Age is Just a Number
Monday, February 20, 2012 • 11:42am
As a mother of three, my days are normally consumed by the three “S”’s—schlepping, schlepping, and more schlepping.
That’s why, when two members of my writing group, Rene and Maggie, invited me to lunch and to see Seminar on Broadway (a play about four novelists who take a writing seminar together) I graciously accepted.
I just had one concern. Rene and Maggie were of a certain age where . . . well, let’s just say the number was higher than I keep my thermostat in the wintertime.
I had never socialized with grandmothers, outside of my own, and that’s only if you counted staring at the TV together while it was unplugged.
What would we have in common?
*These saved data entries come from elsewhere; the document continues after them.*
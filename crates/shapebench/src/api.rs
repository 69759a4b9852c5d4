//! Engine entry points: one per (operation, layout).
//!
//! Each entry point takes a collection in one wire layout plus `ExecCfg` and returns a
//! timed result whose shapes stay in that same layout. Decoding to canonical shapes
//! happens inside the engine and is never exposed.
//!
//! | Operation  | Flat                | Composed                | Generic                |
//! |------------|---------------------|-------------------------|------------------------|
//! | Filter     | [`flat_filter`]     | [`composed_filter`]     | [`generic_filter`]     |
//! | Mutate     | [`flat_mutation`]   | [`composed_mutation`]   | [`generic_mutation`]   |
//! | Occupation | [`flat_occupation`] | [`composed_occupation`] | [`generic_occupation`] |

use serde::Serialize;

use crate::exec::{execute, EngineError, ExecCfg};
use crate::ops::{Filter, Mutate, Occupation};
use crate::repr::{ComposedShape, Encoding, FlatShape, GenericShape};
use crate::shape::{Envelope, ShapeKind};

#[derive(Clone, Debug, PartialEq, Serialize)]
#[serde(rename_all = "camelCase")]
pub struct FilterResult<E> {
    pub filtered: Vec<E>,
    pub elapsed_ms: f64,
}

#[derive(Clone, Debug, PartialEq, Serialize)]
#[serde(rename_all = "camelCase")]
pub struct MutationResult<E> {
    pub values: Vec<E>,
    pub elapsed_ms: f64,
}

/// `occupation` is the envelope area (0 for an empty input), not a sum of areas.
#[derive(Clone, Debug, PartialEq, Serialize)]
#[serde(rename_all = "camelCase")]
pub struct OccupationResult {
    pub occupation: f64,
    pub elapsed_ms: f64,
    /// `None` for an empty input.
    pub region: Option<Envelope>,
    /// Sorted distinct colors.
    pub colors: Vec<String>,
}

/// Filter by kind in any layout.
pub fn filter<E: Encoding>(
    shapes: &[E],
    kind: ShapeKind,
    cfg: ExecCfg,
) -> Result<FilterResult<E>, EngineError> {
    let timed = execute(&Filter::new(kind), shapes, cfg)?;
    Ok(FilterResult {
        filtered: timed.value,
        elapsed_ms: timed.elapsed_ms,
    })
}

/// Circle → rectangle mutation in any layout.
pub fn mutation<E: Encoding>(shapes: &[E], cfg: ExecCfg) -> Result<MutationResult<E>, EngineError> {
    let timed = execute(&Mutate, shapes, cfg)?;
    Ok(MutationResult {
        values: timed.value,
        elapsed_ms: timed.elapsed_ms,
    })
}

/// Occupation in any layout.
pub fn occupation<E: Encoding>(shapes: &[E], cfg: ExecCfg) -> Result<OccupationResult, EngineError> {
    let timed = execute(&Occupation, shapes, cfg)?;
    let occ = timed.value;
    Ok(OccupationResult {
        occupation: occ.area(),
        elapsed_ms: timed.elapsed_ms,
        region: occ.envelope,
        colors: occ.colors.into_iter().collect(),
    })
}

pub fn flat_filter(
    shapes: &[FlatShape],
    kind: ShapeKind,
    cfg: ExecCfg,
) -> Result<FilterResult<FlatShape>, EngineError> {
    filter(shapes, kind, cfg)
}

pub fn flat_mutation(
    shapes: &[FlatShape],
    cfg: ExecCfg,
) -> Result<MutationResult<FlatShape>, EngineError> {
    mutation(shapes, cfg)
}

pub fn flat_occupation(shapes: &[FlatShape], cfg: ExecCfg) -> Result<OccupationResult, EngineError> {
    occupation(shapes, cfg)
}

pub fn composed_filter(
    shapes: &[ComposedShape],
    kind: ShapeKind,
    cfg: ExecCfg,
) -> Result<FilterResult<ComposedShape>, EngineError> {
    filter(shapes, kind, cfg)
}

pub fn composed_mutation(
    shapes: &[ComposedShape],
    cfg: ExecCfg,
) -> Result<MutationResult<ComposedShape>, EngineError> {
    mutation(shapes, cfg)
}

pub fn composed_occupation(
    shapes: &[ComposedShape],
    cfg: ExecCfg,
) -> Result<OccupationResult, EngineError> {
    occupation(shapes, cfg)
}

pub fn generic_filter(
    shapes: &[GenericShape],
    kind: ShapeKind,
    cfg: ExecCfg,
) -> Result<FilterResult<GenericShape>, EngineError> {
    filter(shapes, kind, cfg)
}

pub fn generic_mutation(
    shapes: &[GenericShape],
    cfg: ExecCfg,
) -> Result<MutationResult<GenericShape>, EngineError> {
    mutation(shapes, cfg)
}

pub fn generic_occupation(
    shapes: &[GenericShape],
    cfg: ExecCfg,
) -> Result<OccupationResult, EngineError> {
    occupation(shapes, cfg)
}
I wondered. My friends collected parking tickets and shot glasses. These ladies collected reading glasses and social security.
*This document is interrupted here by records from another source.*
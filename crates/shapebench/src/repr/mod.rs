//! Wire layouts for shape collections (Flat, Composed, Generic).
//!
//! Purpose
//! - Three structurally different but equivalent JSON layouts, kept so the same
//!   workload can be benchmarked under each. All three are externally tagged:
//!   `{"Circle": {...}}` / `{"Rectangle": {...}}`.
//!
//! Layouts
//! - Flat: common and specific fields side by side under the tag.
//! - Composed: common fields nested under `base`, specific fields beside it.
//! - Generic: common fields at the top, specific fields nested under `child`.
//!
//! Decoding
//! - Unknown tags and malformed payloads deserialize into an `Unrecognized` slot that
//!   keeps the raw JSON. `decode` turns that slot into `UnrecognizedVariant` (unknown
//!   tag) or `InvalidShapeField` (known tag, bad payload), so a layout mismatch is
//!   always a hard error and never a silent filter.
//! - `decode` validates the data-model invariants (`Shape::validate`).

mod composed;
mod flat;
mod generic;

pub use composed::{ComposedBase, ComposedCircle, ComposedRectangle, ComposedShape};
pub use flat::{FlatCircle, FlatRectangle, FlatShape};
pub use generic::{CircleChild, GenericBody, GenericShape, RectangleChild};

use serde::de::DeserializeOwned;
use serde::Serialize;
use serde_json::Value;
use std::fmt;
use std::str::FromStr;

use crate::shape::{Shape, ShapeError, ShapeKind};

/// Layout selector.
#[derive(Clone, Copy, Debug, PartialEq, Eq, Hash)]
pub enum Representation {
    Flat,
    Composed,
    Generic,
}

impl Representation {
    pub const ALL: [Representation; 3] = [
        Representation::Flat,
        Representation::Composed,
        Representation::Generic,
    ];

    pub fn name(self) -> &'static str {
        match self {
            Representation::Flat => "flat",
            Representation::Composed => "composed",
            Representation::Generic => "generic",
        }
    }
}

impl fmt::Display for Representation {
    fn fmt(&self, f: &mut fmt::Formatter<'_>) -> fmt::Result {
        f.write_str(self.name())
    }
}

/// Unknown layout name.
#[derive(Clone, Debug, PartialEq, Eq)]
pub struct ParseRepresentationError {
    pub input: String,
}

impl fmt::Display for ParseRepresentationError {
    fn fmt(&self, f: &mut fmt::Formatter<'_>) -> fmt::Result {
        write!(
            f,
            "unknown representation `{}` (expected flat, composed or generic)",
            self.input
        )
    }
}

impl std::error::Error for ParseRepresentationError {}

impl FromStr for Representation {
    type Err = ParseRepresentationError;

    /// Accepts the historical names too: `simple` for Flat, `object` for Composed.
    fn from_str(s: &str) -> Result<Self, Self::Err> {
        match s.trim().to_ascii_lowercase().as_str() {
            "flat" | "simple" => Ok(Representation::Flat),
            "composed" | "object" => Ok(Representation::Composed),
            "generic" => Ok(Representation::Generic),
            _ => Err(ParseRepresentationError {
                input: s.to_string(),
            }),
        }
    }
}

/// Bidirectional mapping between one wire layout and the canonical `Shape`.
///
/// Laws:
/// - `E::encode(&s).decode() == Ok(s)` for every valid `s`.
/// - `encode` never fails and never inspects another layout.
pub trait Encoding:
    Clone + fmt::Debug + PartialEq + Send + Sync + Serialize + DeserializeOwned + 'static
{
    const REPR: Representation;

    fn encode(shape: &Shape) -> Self;

    /// Decode and validate. Errors carry no index; callers attach one.
    fn decode(&self) -> Result<Shape, ShapeError>;
}

/// Convert a collection between layouts, failing on the first bad shape.
pub fn transcode<A: Encoding, B: Encoding>(shapes: &[A]) -> Result<Vec<B>, ShapeError> {
    shapes
        .iter()
        .enumerate()
        .map(|(i, s)| s.decode().map(|shape| B::encode(&shape)).map_err(|e| e.at(i)))
        .collect()
}

/// Decode a whole collection into canonical shapes.
pub fn decode_all<E: Encoding>(shapes: &[E]) -> Result<Vec<Shape>, ShapeError> {
    shapes
        .iter()
        .enumerate()
        .map(|(i, s)| s.decode().map_err(|e| e.at(i)))
        .collect()
}

/// Encode canonical shapes into one layout.
pub fn encode_all<E: Encoding>(shapes: &[Shape]) -> Vec<E> {
    shapes.iter().map(E::encode).collect()
}

/// Classify a raw value that matched no known layout variant.
pub(crate) fn unrecognized(value: &Value) -> ShapeError {
    let tag = match value {
        Value::Object(map) if map.len() == 1 => map.keys().next().cloned(),
        _ => None,
    };
    match tag {
        Some(tag) => match ShapeKind::from_tag(&tag) {
            Some(kind) => ShapeError::invalid(
                "payload",
                format!("malformed {} payload for this layout", kind.tag()),
            ),
            None => ShapeError::unrecognized(tag),
        },
        None => ShapeError::unrecognized(format!("<{}>", json_kind(value))),
    }
}

fn json_kind(value: &Value) -> &'static str {
    match value {
        Value::Null => "null",
        Value::Bool(_) => "bool",
        Value::Number(_) => "number",
        Value::String(_) => "string",
        Value::Array(_) => "array",
        Value::Object(_) => "object",
    }
}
My husband fought rush hour traffic on the parkway. These ladies’ husbands fought in the Rainbow Division in WWII.
I told myself, Lisa, don’t be age-biased. Some day you’ll be old and collecting social security. Then I remembered Obama’s deficit plan and changed that to,some day you’ll be old.
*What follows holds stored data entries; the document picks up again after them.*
//! Shape-level errors raised while decoding or validating a single shape.

use std::fmt;

/// Decode/validation failure for one encoded shape.
///
/// `index` is the position of the shape in the caller's input collection when known.
/// Codecs produce errors without an index and the engine relocates them with `at`.
#[derive(Clone, Debug, PartialEq)]
pub enum ShapeError {
    /// The variant tag is neither `Circle` nor `Rectangle`.
    UnrecognizedVariant { index: Option<usize>, tag: String },
    /// The shape violates a data-model invariant or its payload is malformed.
    InvalidShapeField {
        index: Option<usize>,
        field: &'static str,
        reason: String,
    },
}

impl ShapeError {
    pub(crate) fn unrecognized(tag: impl Into<String>) -> Self {
        Self::UnrecognizedVariant {
            index: None,
            tag: tag.into(),
        }
    }

    pub(crate) fn invalid(field: &'static str, reason: impl Into<String>) -> Self {
        Self::InvalidShapeField {
            index: None,
            field,
            reason: reason.into(),
        }
    }

    /// Attach the input position of the offending shape.
    pub fn at(self, at: usize) -> Self {
        match self {
            Self::UnrecognizedVariant { tag, .. } => Self::UnrecognizedVariant {
                index: Some(at),
                tag,
            },
            Self::InvalidShapeField { field, reason, .. } => Self::InvalidShapeField {
                index: Some(at),
                field,
                reason,
            },
        }
    }

    pub fn index(&self) -> Option<usize> {
        match self {
            Self::UnrecognizedVariant { index, .. } | Self::InvalidShapeField { index, .. } => {
                *index
            }
        }
    }
}

impl fmt::Display for ShapeError {
    fn fmt(&self, f: &mut fmt::Formatter<'_>) -> fmt::Result {
        if let Some(i) = self.index() {
            write!(f, "shape #{i}: ")?;
        }
        match self {
            Self::UnrecognizedVariant { tag, .. } => write!(f, "unrecognized variant `{tag}`"),
            Self::InvalidShapeField { field, reason, .. } => {
                write!(f, "invalid field `{field}`: {reason}")
            }
        }
    }
}

impl std::error::Error for ShapeError {}

/// Text that does not name a shape kind.
#[derive(Clone, Debug, PartialEq, Eq)]
pub struct ParseKindError {
    pub input: String,
}

impl fmt::Display for ParseKindError {
    fn fmt(&self, f: &mut fmt::Formatter<'_>) -> fmt::Result {
        write!(
            f,
            "unknown shape kind `{}` (expected circle or rectangle)",
            self.input
        )
    }
}

impl std::error::Error for ParseKindError {}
On the morning of our outing to NYC I stood on the platform and waited for the train. I had asked Rene and Maggie to call me on my cell phone to let me know which train car they’d be on since their stop was two stops before mine.
“Lisa T! Lisa T! Is there a Lisa T. here?” the conductor bellowed.
“I’m Lisa T!” I answered. Why was the conductor paging me? Did he need me to schlep him somewhere?
“Come with me!” he said. I followed him up the steps and down the train corridor. “Your friends are waiting for you,” he smiled, and led me straight to Rene and Maggie. They sat primly on the bench, wearing colorful scarves and playful grins.
“Who needs cell phones?” Maggie said. “We’ve been working the system long before wireless communication.”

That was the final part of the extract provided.